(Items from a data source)
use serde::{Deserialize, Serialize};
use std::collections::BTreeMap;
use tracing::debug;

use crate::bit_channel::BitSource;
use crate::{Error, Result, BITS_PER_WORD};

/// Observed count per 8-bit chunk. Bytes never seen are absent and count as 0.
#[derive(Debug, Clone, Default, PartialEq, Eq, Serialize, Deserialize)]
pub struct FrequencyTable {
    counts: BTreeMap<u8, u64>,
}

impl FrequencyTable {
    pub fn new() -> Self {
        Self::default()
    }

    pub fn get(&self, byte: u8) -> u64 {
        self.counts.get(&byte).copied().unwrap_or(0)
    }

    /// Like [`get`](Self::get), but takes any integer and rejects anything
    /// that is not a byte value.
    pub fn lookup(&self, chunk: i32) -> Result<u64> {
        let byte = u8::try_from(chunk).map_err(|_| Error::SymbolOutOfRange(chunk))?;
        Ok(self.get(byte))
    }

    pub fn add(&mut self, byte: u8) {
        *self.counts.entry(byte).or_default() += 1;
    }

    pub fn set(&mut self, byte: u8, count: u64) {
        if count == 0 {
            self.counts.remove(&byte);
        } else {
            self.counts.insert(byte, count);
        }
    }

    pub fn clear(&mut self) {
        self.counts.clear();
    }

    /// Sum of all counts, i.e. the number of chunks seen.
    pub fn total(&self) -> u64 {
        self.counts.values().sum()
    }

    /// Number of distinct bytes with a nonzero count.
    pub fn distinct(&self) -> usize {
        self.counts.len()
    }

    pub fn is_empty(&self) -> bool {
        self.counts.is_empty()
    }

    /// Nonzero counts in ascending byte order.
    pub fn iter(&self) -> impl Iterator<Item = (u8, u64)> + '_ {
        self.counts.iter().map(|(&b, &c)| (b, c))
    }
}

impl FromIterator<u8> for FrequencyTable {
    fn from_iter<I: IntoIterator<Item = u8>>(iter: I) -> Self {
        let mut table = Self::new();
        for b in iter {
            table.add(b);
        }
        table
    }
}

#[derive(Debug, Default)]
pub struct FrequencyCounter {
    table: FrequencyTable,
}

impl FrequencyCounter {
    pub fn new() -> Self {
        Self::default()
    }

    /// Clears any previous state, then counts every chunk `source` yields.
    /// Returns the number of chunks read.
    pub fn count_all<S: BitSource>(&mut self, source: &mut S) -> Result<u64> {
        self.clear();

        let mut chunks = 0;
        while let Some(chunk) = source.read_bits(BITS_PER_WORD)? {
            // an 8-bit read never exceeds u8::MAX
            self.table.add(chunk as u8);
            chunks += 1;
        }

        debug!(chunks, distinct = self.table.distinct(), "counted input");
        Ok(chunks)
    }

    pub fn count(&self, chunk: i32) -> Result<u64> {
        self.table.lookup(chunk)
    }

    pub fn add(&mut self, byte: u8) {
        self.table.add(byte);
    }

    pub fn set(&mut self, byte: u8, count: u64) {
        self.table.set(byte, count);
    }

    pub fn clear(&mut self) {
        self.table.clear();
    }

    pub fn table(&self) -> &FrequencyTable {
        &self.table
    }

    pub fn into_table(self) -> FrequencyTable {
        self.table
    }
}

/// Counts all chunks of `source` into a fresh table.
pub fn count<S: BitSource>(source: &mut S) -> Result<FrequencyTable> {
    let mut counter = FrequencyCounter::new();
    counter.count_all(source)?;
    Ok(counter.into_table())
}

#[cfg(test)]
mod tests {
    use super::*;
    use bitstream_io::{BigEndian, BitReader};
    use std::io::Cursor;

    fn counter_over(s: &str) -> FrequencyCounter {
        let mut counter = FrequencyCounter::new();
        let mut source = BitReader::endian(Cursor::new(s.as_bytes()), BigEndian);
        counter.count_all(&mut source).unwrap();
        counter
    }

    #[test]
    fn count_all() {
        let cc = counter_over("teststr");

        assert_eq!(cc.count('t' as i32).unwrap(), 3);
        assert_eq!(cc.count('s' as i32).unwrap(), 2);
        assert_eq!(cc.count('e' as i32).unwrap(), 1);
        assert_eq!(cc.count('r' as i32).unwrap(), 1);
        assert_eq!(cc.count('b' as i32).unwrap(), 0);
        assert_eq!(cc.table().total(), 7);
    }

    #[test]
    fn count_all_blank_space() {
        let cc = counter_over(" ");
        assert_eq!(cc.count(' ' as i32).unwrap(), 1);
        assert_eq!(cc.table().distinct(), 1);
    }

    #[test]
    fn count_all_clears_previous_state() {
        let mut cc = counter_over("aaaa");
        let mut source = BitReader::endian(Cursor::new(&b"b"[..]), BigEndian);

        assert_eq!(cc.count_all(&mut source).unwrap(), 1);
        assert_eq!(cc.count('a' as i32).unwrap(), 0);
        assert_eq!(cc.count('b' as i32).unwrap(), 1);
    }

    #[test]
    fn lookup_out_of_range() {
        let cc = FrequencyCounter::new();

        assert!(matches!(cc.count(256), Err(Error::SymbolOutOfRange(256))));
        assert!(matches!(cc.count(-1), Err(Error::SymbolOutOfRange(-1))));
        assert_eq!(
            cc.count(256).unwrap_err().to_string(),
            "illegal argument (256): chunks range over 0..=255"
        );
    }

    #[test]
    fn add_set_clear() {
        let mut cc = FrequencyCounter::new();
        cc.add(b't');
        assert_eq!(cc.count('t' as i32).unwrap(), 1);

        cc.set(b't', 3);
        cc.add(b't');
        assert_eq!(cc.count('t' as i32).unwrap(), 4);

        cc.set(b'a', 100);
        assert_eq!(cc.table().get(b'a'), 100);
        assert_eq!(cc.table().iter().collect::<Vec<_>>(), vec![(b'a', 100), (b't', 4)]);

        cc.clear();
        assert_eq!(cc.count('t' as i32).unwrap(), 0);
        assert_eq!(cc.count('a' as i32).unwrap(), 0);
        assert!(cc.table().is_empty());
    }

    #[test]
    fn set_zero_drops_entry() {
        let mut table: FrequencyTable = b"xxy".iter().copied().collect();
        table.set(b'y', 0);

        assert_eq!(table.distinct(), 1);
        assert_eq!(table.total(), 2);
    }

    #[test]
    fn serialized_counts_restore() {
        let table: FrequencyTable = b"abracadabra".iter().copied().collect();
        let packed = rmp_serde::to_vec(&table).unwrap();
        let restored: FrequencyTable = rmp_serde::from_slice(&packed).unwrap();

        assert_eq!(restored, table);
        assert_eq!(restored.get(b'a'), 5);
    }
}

...

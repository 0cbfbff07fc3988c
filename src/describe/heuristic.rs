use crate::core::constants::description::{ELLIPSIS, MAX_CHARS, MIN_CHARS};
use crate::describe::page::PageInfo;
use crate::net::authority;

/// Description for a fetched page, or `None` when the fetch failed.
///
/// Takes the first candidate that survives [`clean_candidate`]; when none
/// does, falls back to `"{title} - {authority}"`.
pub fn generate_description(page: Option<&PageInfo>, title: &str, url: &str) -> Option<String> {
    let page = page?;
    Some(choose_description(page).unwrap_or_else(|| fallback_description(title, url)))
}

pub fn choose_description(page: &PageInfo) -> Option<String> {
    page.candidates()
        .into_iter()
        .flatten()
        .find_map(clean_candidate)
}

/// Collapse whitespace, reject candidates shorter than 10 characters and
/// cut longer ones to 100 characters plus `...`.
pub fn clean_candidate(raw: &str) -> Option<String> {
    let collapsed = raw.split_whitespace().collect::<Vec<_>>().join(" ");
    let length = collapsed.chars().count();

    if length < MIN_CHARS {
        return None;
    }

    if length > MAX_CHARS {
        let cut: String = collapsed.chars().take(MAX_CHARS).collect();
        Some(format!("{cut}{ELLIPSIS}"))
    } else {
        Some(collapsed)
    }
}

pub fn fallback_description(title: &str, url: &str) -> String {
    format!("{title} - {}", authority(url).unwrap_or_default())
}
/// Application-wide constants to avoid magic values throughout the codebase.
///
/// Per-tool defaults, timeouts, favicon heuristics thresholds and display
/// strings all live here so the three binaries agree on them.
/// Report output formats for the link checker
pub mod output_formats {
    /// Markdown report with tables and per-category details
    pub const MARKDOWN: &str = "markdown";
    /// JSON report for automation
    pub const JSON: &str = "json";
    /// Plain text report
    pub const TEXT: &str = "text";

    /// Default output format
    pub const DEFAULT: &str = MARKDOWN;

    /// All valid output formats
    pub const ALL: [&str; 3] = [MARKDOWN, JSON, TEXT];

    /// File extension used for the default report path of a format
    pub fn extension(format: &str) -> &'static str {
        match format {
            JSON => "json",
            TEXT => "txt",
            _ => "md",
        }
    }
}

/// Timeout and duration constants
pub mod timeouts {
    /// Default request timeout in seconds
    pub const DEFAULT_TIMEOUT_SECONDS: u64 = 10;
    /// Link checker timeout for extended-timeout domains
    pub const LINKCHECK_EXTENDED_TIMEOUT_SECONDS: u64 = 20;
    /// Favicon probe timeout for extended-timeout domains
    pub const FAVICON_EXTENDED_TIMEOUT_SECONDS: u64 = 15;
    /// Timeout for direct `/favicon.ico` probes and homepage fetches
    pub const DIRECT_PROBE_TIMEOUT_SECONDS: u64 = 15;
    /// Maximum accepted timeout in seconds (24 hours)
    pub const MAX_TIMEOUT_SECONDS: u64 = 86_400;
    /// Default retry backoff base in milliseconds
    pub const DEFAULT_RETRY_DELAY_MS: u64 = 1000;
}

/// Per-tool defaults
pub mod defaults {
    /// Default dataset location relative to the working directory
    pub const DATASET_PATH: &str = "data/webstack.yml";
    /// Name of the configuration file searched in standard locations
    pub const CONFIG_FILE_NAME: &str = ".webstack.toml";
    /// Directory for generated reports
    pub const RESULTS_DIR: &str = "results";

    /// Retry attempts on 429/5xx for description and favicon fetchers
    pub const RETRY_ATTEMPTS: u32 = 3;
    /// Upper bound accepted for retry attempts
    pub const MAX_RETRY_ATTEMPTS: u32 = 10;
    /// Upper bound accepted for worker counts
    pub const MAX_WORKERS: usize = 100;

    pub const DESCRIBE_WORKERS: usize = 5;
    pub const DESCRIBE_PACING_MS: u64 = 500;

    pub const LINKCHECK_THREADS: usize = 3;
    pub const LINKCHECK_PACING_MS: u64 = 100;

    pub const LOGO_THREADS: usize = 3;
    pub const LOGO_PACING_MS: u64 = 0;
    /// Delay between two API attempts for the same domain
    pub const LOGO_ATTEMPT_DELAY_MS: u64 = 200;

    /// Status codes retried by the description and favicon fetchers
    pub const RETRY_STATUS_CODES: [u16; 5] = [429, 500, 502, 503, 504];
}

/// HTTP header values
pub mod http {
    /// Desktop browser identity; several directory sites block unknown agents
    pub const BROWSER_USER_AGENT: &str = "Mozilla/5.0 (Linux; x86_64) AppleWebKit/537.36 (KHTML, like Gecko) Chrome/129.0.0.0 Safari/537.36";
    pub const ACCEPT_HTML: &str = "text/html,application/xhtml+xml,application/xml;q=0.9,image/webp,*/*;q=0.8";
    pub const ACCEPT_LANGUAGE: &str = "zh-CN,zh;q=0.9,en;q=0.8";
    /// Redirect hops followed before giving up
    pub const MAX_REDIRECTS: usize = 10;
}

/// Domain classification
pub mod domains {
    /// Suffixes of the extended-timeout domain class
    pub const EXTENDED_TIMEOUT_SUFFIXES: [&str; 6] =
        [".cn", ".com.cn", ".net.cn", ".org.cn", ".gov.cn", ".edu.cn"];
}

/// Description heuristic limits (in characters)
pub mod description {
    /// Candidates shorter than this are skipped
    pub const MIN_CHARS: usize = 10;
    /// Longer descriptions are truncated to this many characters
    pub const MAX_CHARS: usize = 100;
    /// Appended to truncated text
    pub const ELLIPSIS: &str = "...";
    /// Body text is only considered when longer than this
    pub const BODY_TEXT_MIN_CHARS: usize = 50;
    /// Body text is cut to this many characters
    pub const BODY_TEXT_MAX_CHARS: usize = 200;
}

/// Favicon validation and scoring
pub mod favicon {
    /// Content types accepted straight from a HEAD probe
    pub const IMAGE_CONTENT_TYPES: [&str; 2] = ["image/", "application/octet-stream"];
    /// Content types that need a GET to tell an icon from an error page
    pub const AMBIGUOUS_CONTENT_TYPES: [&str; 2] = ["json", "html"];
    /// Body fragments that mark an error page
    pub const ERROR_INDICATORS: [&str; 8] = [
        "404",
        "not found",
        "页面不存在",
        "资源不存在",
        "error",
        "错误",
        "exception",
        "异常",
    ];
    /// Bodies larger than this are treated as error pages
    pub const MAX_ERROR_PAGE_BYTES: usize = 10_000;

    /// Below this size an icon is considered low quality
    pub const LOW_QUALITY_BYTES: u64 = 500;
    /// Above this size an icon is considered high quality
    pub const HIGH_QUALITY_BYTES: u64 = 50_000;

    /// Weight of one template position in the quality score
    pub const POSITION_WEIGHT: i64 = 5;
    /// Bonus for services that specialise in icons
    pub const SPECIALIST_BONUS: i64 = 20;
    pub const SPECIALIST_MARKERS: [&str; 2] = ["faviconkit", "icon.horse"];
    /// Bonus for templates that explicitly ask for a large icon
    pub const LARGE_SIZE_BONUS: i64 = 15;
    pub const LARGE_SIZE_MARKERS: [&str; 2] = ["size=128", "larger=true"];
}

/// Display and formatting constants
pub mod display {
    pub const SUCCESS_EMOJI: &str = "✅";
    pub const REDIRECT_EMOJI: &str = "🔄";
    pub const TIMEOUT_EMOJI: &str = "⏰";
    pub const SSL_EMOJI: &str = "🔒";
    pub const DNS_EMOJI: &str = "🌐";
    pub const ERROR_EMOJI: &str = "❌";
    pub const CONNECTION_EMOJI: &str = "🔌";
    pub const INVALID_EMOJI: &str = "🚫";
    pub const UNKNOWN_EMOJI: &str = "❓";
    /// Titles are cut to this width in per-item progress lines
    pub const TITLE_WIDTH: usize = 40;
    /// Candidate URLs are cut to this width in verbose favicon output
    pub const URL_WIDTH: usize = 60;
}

> _THE TASK_: Retype only the stretch of lines above starting at the one with "if length <" and stopping at the one with "and per-category details", exactly as written, with both kept.

> _WRITTEN SOLUTION_:
    if length < MIN_CHARS {
        return None;
    }

    if length > MAX_CHARS {
        let cut: String = collapsed.chars().take(MAX_CHARS).collect();
        Some(format!("{cut}{ELLIPSIS}"))
    } else {
        Some(collapsed)
    }
}

pub fn fallback_description(title: &str, url: &str) -> String {
    format!("{title} - {}", authority(url).unwrap_or_default())
}
/// Application-wide constants to avoid magic values throughout the codebase.
///
/// Per-tool defaults, timeouts, favicon heuristics thresholds and display
/// strings all live here so the three binaries agree on them.
/// Report output formats for the link checker
pub mod output_formats {
    /// Markdown report with tables and per-category details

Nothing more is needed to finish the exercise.